Fieldwork in the Atacama Desert, Chile

Friday 28 September 2012

To boldly do geology where no man has done geology before


So it’s been a while since my last post as the university has been pretty quiet over the summer and it’s been a good time to get my head down and crack on with some serious sciencing without the disruption thousands of undergraduates bring. However, after seeing this morning that the Curiosity Rover had been doing some sedimentology on Mars,, I couldn’t help but get a little bit overexcited. Doing geology in space must be every lithophile’s (see one of my previous posts) dream job and so here’s a post of my ramblings and ill-informed opinions on Curiosity and space geology and why it’s the best thing ever (and also why I hate it).

This morning’s news report on Martian conglomerates (hereand here) is some serious proof that a significant amount of flowing water must have been present at some point on the surface of Mars. Very poorly sorted (i.e. those with a wide array of particle sizes) conglomerates with sub-angular to well-rounded clasts, as can be clearly seen in the photos, can only be formed by deposition from (relatively) fast flowing water. Wind transport, which does occur due to the high Martian winds (see here) and also creates well rounded clasts, generally creates a well sorted deposit such as an aeolian sandstone as smaller particles are winnowed away and larger pebbles don’t roll so far.  A poorly sorted deposit could have been formed by some sort of terrestrial gravity flow, a slump or a slide, however, this would produce a breccia with highly angular clasts as these terrestrial flows do not travel a great enough distance for transportation processes to erode the particles enough.

Curiosity's photo shows Martian conglomerates look just like Earth ones

The calculation that "From the size of gravels it carried, we can interpret the water was moving about 3 feet per second, with a depth somewhere between ankle and hip deep," [Curiosity science co-investigator William Dietrich of the University of California, Berkeley] put me straight back to undergraduate sedimentology lectures and the Hjulstrom Curve. 

Hjustrom Curve
This graph (see above image) is a well-used tool by sedimentologists studying fluvial transport processes in Earth systems to allow the back-calculation of the velocity of water flow that deposited the sediment by showing what size material will be entrained, transported and deposited by different velocities of flow. From both the description of this shallow, fast moving stream and looking at the deposits I’m put in mind of braided river channels in upland areas arid areas like this (but without the shrubs):

Braided river system (image from http://faculty.gg.uwyo.edu/neil/teaching/geologypics/braided.jpg)

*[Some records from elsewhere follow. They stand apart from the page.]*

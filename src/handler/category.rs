use axum::extract::{Path, State};
use axum::http::StatusCode;
use axum::response::{IntoResponse, Json};
use axum::routing::{get, post};
use axum::{Router, middleware};
use tracing::instrument;
use validator::Validate;

use crate::AppState;
use crate::db::{CategoryExt, is_unique_violation};
use crate::dtos::{CategoryInputDto, CategoryListResponseDto, CategoryResponseDto, Response};
use crate::error::{ErrorMessage, HttpError};
use crate::middleware::{auth, role_check};
use crate::models::{Category, UserRole};

/// Category routes. Listing is public, changes are admin-only.
pub fn category_handler(app_state: AppState) -> Router<AppState> {
    Router::new()
        .route("/categories/", get(list_categories))
        .merge(
            Router::new()
                .route("/categories/", post(create_category))
                .route("/categories/{category_id}/edit/", post(update_category))
                .route("/categories/{category_id}/delete/", post(delete_category))
                .route_layer(middleware::from_fn(|req, next| {
                    role_check(req, next, vec![UserRole::Admin])
                }))
                .route_layer(middleware::from_fn_with_state(app_state, auth)),
        )
}

fn map_write_error(e: sqlx::Error) -> HttpError {
    match e {
        sqlx::Error::RowNotFound => {
            HttpError::not_found(ErrorMessage::CategoryNotFound.to_string())
        }
        e if is_unique_violation(&e) => {
            let mut err = HttpError::field("name", "A category with this name already exists.");
            err.status = StatusCode::CONFLICT;
            err
        }
        e => {
            tracing::error!("DB error, writing category: {}", e);
            HttpError::server_error(ErrorMessage::ServerError.to_string())
        }
    }
}

pub async fn create_process<S: CategoryExt>(
    store: &S,
    body: CategoryInputDto,
) -> Result<Category, HttpError> {
    let body = body.trimmed();
    body.validate()?;
    store
        .create_category(&body.name, &body.description)
        .await
        .map_err(map_write_error)
}

pub async fn update_process<S: CategoryExt>(
    store: &S,
    category_id: i64,
    body: CategoryInputDto,
) -> Result<Category, HttpError> {
    let body = body.trimmed();
    body.validate()?;
    store
        .update_category(category_id, &body.name, &body.description)
        .await
        .map_err(map_write_error)
}

pub async fn list_categories(
    State(app_state): State<AppState>,
) -> Result<impl IntoResponse, HttpError> {
    let categories = app_state.db_client.get_categories().await.map_err(|e| {
        tracing::error!("DB error, listing categories: {}", e);
        HttpError::server_error(ErrorMessage::ServerError.to_string())
    })?;

    Ok(Json(CategoryListResponseDto {
        status: "success".to_string(),
        data: categories,
    }))
}

#[instrument(skip(app_state, body))]
pub async fn create_category(
    State(app_state): State<AppState>,
    Json(body): Json<CategoryInputDto>,
) -> Result<impl IntoResponse, HttpError> {
    let category = create_process(&app_state.db_client, body).await?;

    tracing::info!(category_id = category.id, "Category created");
    Ok((
        StatusCode::CREATED,
        Json(CategoryResponseDto {
            status: "success".to_string(),
            data: category,
        }),
    ))
}

#[instrument(skip(app_state, body))]
pub async fn update_category(
    Path(category_id): Path<i64>,
    State(app_state): State<AppState>,
    Json(body): Json<CategoryInputDto>,
) -> Result<impl IntoResponse, HttpError> {
    let category = update_process(&app_state.db_client, category_id, body).await?;

    Ok(Json(CategoryResponseDto {
        status: "success".to_string(),
        data: category,
    }))
}

#[instrument(skip(app_state))]
pub async fn delete_category(
    Path(category_id): Path<i64>,
    State(app_state): State<AppState>,
) -> Result<impl IntoResponse, HttpError> {
    app_state
        .db_client
        .delete_category(category_id)
        .await
        .map_err(map_write_error)?;

    tracing::info!("Category deleted");
    Ok(Json(Response::success("Category deleted.")))
}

Now for a little rant, but first I’ll put this all in context with my work. I work on high resolution geochemical analysis of fossil corals and half of what I have been trying to do for the last 12 months is high resolution trace elemental analysis. For this I stick my coral stem into a machine called a laser-ablation-inductively-coupled-mass-spectrometer (LA-ICP-MS for short), which is a room-sized, very expensive, serious piece of kit. In short, this machine uses a laser to vaporise the carbonate, this  vapour is entrained into a gas which is superheated to around 10,000K and ionised to form a plasma which then goes into a mass spectrometer where the proportions of ions of various elements that make up the sample are analysed. This is done along a tract of the coral wall, producing over 3000 readings for a sample less than 50mm long and should, in theory, let me see seasonal changes in trace element composition allowing me to investigate growth conditions (see this paper where they've managed to do it on modern samples). I say ‘in theory’ as I have yet to get any meaningful data from this technique, all I have produced are noisy squiggles of data which cannot be calibrated to any quantitative figures. So while I can see what elements are present, I have no idea of the proportions they are in, and thus cannot draw any conclusions, and I have no real idea why.

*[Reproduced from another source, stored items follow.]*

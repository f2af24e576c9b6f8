use super::DBClient;
use crate::dtos::BlogListItemDto;
use crate::models::{Blog, BlogStatus};
use sqlx::{Postgres, QueryBuilder};
use uuid::Uuid;

const BLOG_COLUMNS: &str = r#"
    id, title, slug, author_id, body, category_id, status, featured_image,
    views, created_at, updated_at
"#;

// Listing rows carry author, category and the rating aggregate
const LIST_SELECT: &str = r#"
    SELECT b.id, b.title, b.slug, b.body, b.status, b.featured_image, b.views,
           b.author_id,
           u.username AS author_username,
           COALESCE(NULLIF(TRIM(u.first_name || ' ' || u.last_name), ''), u.username) AS author_name,
           b.category_id,
           c.name AS category_name,
           COALESCE(r.average, 0)::FLOAT8 AS average_rating,
           COALESCE(r.count, 0) AS rating_count,
           b.created_at, b.updated_at
    FROM blogs b
    JOIN users u ON u.id = b.author_id
    LEFT JOIN categories c ON c.id = b.category_id
    LEFT JOIN (
        SELECT blog_id, AVG(score)::FLOAT8 AS average, COUNT(*) AS count
        FROM ratings
        GROUP BY blog_id
    ) r ON r.blog_id = b.id
"#;

const LIST_COUNT: &str = r#"
    SELECT COUNT(*)
    FROM blogs b
    JOIN users u ON u.id = b.author_id
"#;

#[derive(Debug, Clone)]
pub struct NewBlog {
    pub title: String,
    pub slug: String,
    pub author_id: Uuid,
    pub body: String,
    pub category_id: Option<i64>,
    pub status: BlogStatus,
    pub featured_image: Option<String>,
}

/// Editable fields. The slug is fixed at creation; `featured_image` is only
/// replaced when `Some`.
#[derive(Debug, Clone)]
pub struct BlogChanges {
    pub title: String,
    pub body: String,
    pub category_id: Option<i64>,
    pub status: BlogStatus,
    pub featured_image: Option<String>,
}

/// Narrowing applied to a blog listing. Empty search terms must be
/// normalised to `None` by the caller.
#[derive(Debug, Clone, Default)]
pub struct BlogFilter {
    pub search: Option<String>,
    pub category_id: Option<i64>,
    pub author_id: Option<Uuid>,
    pub published_only: bool,
    pub exclude_id: Option<i64>,
}

#[derive(Debug, Clone, Copy, PartialEq, Eq, Default)]
pub enum BlogSort {
    #[default]
    Newest,
    Rating,
    Views,
}

impl BlogSort {
    /// `rating` and `views` are recognised, anything else is newest first
    pub fn from_param(param: Option<&str>) -> Self {
        match param {
            Some("rating") => BlogSort::Rating,
            Some("views") => BlogSort::Views,
            _ => BlogSort::Newest,
        }
    }

    fn order_by(&self) -> &'static str {
        match self {
            BlogSort::Newest => " ORDER BY b.created_at DESC, b.id DESC",
            BlogSort::Rating => " ORDER BY average_rating DESC, b.created_at DESC, b.id DESC",
            BlogSort::Views => " ORDER BY b.views DESC, b.created_at DESC, b.id DESC",
        }
    }
}

/// `%term%` for ILIKE with the term's own wildcards taken literally
pub fn like_pattern(term: &str) -> String {
    let mut escaped = String::with_capacity(term.len() + 2);
    escaped.push('%');
    for c in term.chars() {
        if matches!(c, '\\' | '%' | '_') {
            escaped.push('\\');
        }
        escaped.push(c);
    }
    escaped.push('%');
    escaped
}

fn push_filters(qb: &mut QueryBuilder<'_, Postgres>, filter: &BlogFilter) {
    qb.push(" WHERE TRUE");

    if filter.published_only {
        qb.push(" AND b.status = 'published'");
    }

    if let Some(term) = &filter.search {
        let pattern = like_pattern(term);
        qb.push(" AND (b.title ILIKE ")
            .push_bind(pattern.clone())
            .push(" OR b.body ILIKE ")
            .push_bind(pattern.clone())
            .push(" OR u.username ILIKE ")
            .push_bind(pattern)
            .push(")");
    }

    if let Some(category_id) = filter.category_id {
        qb.push(" AND b.category_id = ").push_bind(category_id);
    }

    if let Some(author_id) = filter.author_id {
        qb.push(" AND b.author_id = ").push_bind(author_id);
    }

    if let Some(exclude_id) = filter.exclude_id {
        qb.push(" AND b.id != ").push_bind(exclude_id);
    }
}

pub trait BlogExt {
    async fn get_blog_by_slug(&self, slug: &str) -> Result<Option<Blog>, sqlx::Error>;

    /// Listing row (author, category, rating aggregate) of one blog
    async fn get_blog_item(&self, blog_id: i64) -> Result<Option<BlogListItemDto>, sqlx::Error>;

    /// Slugs equal to `base` or of the form `base-…`
    async fn get_taken_slugs(&self, base: &str) -> Result<Vec<String>, sqlx::Error>;

    async fn create_blog(&self, new_blog: NewBlog) -> Result<Blog, sqlx::Error>;

    async fn update_blog(&self, blog_id: i64, changes: BlogChanges) -> Result<Blog, sqlx::Error>;

    /// Ratings and favorites go with it (ON DELETE CASCADE)
    async fn delete_blog(&self, blog_id: i64) -> Result<(), sqlx::Error>;

    async fn list_blogs(
        &self,
        filter: &BlogFilter,
        sort: BlogSort,
        limit: i64,
        offset: i64,
    ) -> Result<Vec<BlogListItemDto>, sqlx::Error>;

    async fn count_blogs(&self, filter: &BlogFilter) -> Result<i64, sqlx::Error>;

    /// Atomic `views = views + 1`
    async fn increment_views(&self, blog_id: i64) -> Result<(), sqlx::Error>;
}

impl BlogExt for DBClient {
    async fn get_blog_by_slug(&self, slug: &str) -> Result<Option<Blog>, sqlx::Error> {
        let blog = sqlx::query_as::<_, Blog>(&format!(
            "SELECT {} FROM blogs WHERE slug = $1",
            BLOG_COLUMNS
        ))
        .bind(slug)
        .fetch_optional(&self.pool)
        .await?;

        Ok(blog)
    }

    async fn get_blog_item(&self, blog_id: i64) -> Result<Option<BlogListItemDto>, sqlx::Error> {
        let item = sqlx::query_as::<_, BlogListItemDto>(&format!("{} WHERE b.id = $1", LIST_SELECT))
            .bind(blog_id)
            .fetch_optional(&self.pool)
            .await?;

        Ok(item)
    }

    async fn get_taken_slugs(&self, base: &str) -> Result<Vec<String>, sqlx::Error> {
        let prefix = like_pattern(&format!("{}-", base));
        // like_pattern wraps in %…%; only the trailing wildcard is wanted here
        let prefix = &prefix[1..];

        let slugs: Vec<String> =
            sqlx::query_scalar("SELECT slug FROM blogs WHERE slug = $1 OR slug LIKE $2")
                .bind(base)
                .bind(prefix)
                .fetch_all(&self.pool)
                .await?;

        Ok(slugs)
    }

    async fn create_blog(&self, new_blog: NewBlog) -> Result<Blog, sqlx::Error> {
        let blog = sqlx::query_as::<_, Blog>(&format!(
            r#"
            INSERT INTO blogs (title, slug, author_id, body, category_id, status, featured_image)
            VALUES ($1, $2, $3, $4, $5, $6, $7)
            RETURNING {}
            "#,
            BLOG_COLUMNS
        ))
        .bind(new_blog.title)
        .bind(new_blog.slug)
        .bind(new_blog.author_id)
        .bind(new_blog.body)
        .bind(new_blog.category_id)
        .bind(new_blog.status)
        .bind(new_blog.featured_image)
        .fetch_one(&self.pool)
        .await?;

        Ok(blog)
    }

    async fn update_blog(&self, blog_id: i64, changes: BlogChanges) -> Result<Blog, sqlx::Error> {
        let blog = sqlx::query_as::<_, Blog>(&format!(
            r#"
            UPDATE blogs
            SET title = $1, body = $2, category_id = $3, status = $4,
                featured_image = COALESCE($5, featured_image),
                updated_at = Now()
            WHERE id = $6
            RETURNING {}
            "#,
            BLOG_COLUMNS
        ))
        .bind(changes.title)
        .bind(changes.body)
        .bind(changes.category_id)
        .bind(changes.status)
        .bind(changes.featured_image)
        .bind(blog_id)
        .fetch_one(&self.pool)
        .await?;

        Ok(blog)
    }

    async fn delete_blog(&self, blog_id: i64) -> Result<(), sqlx::Error> {
        let result = sqlx::query("DELETE FROM blogs WHERE id = $1")
            .bind(blog_id)
            .execute(&self.pool)
            .await?;

        if result.rows_affected() == 0 {
            return Err(sqlx::Error::RowNotFound);
        }

        Ok(())
    }

    async fn list_blogs(
        &self,
        filter: &BlogFilter,
        sort: BlogSort,
        limit: i64,
        offset: i64,
    ) -> Result<Vec<BlogListItemDto>, sqlx::Error> {
        let mut qb = QueryBuilder::<Postgres>::new(LIST_SELECT);
        push_filters(&mut qb, filter);
        qb.push(sort.order_by());
        qb.push(" LIMIT ").push_bind(limit);
        qb.push(" OFFSET ").push_bind(offset);

        let blogs = qb
            .build_query_as::<BlogListItemDto>()
            .fetch_all(&self.pool)
            .await?;

        Ok(blogs)
    }

    async fn count_blogs(&self, filter: &BlogFilter) -> Result<i64, sqlx::Error> {
        let mut qb = QueryBuilder::<Postgres>::new(LIST_COUNT);
        push_filters(&mut qb, filter);

        let count = qb
            .build_query_scalar::<i64>()
            .fetch_one(&self.pool)
            .await?;

        Ok(count)
    }

    async fn increment_views(&self, blog_id: i64) -> Result<(), sqlx::Error> {
        sqlx::query("UPDATE blogs SET views = views + 1 WHERE id = $1")
            .bind(blog_id)
            .execute(&self.pool)
            .await?;

        Ok(())
    }
}

#[cfg(test)]
mod tests {
    use super::*;

    #[test]
    fn like_pattern_escapes_wildcards() {
        assert_eq!(like_pattern("rust"), "%rust%");
        assert_eq!(like_pattern("100%"), "%100\\%%");
        assert_eq!(like_pattern("a_b\\c"), "%a\\_b\\\\c%");
    }

    #[test]
    fn sort_param_defaults_to_newest() {
        assert_eq!(BlogSort::from_param(Some("rating")), BlogSort::Rating);
        assert_eq!(BlogSort::from_param(Some("views")), BlogSort::Views);
        assert_eq!(BlogSort::from_param(Some("oldest")), BlogSort::Newest);
        assert_eq!(BlogSort::from_param(None), BlogSort::Newest);
    }
}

Now, with that in mind, you may see why Curiosity annoys me. This little robot travels over 120 million miles through space, successfully lands on another planet, drives around a landscape no human (and very likely nothing else) has ever set foot on, and finds a rock (named ‘Coronation’). All in all a very impressive feat of human engineering which we should all be proud of. But then it, and for obvious reasons this is what I can’t deal with, it fires a laser at the rock, ablating it and producing an ionised plasma in the exact same way I do here, and using it’s ChemCam spectrometer it analyses the elemental content (shown below) of said rock from the produced light spectra of the ions in the plasma, and discovers it to have the composition of a bog-standard lump of basalt (details here). Ok, so the rover may be analysing at a lower resolution and using light rather than mass spectrography, but still, how can it get real, meaningful results in space, at a distance, outside the laboratory, in a non-vacuum, uncontrolled environment, using a machine maybe a hundredth of the size of mine, when I can’t???


Unfortunately, the answer is funding and expertise, things NASA has a hell of a lot more than I do for my research (even with the generosity of NERC and UEA). So, as I can’t do anything about this I’ll end this rant with a plea; please NASA, let me be a space geologist too (as if you can’t beat them, join them).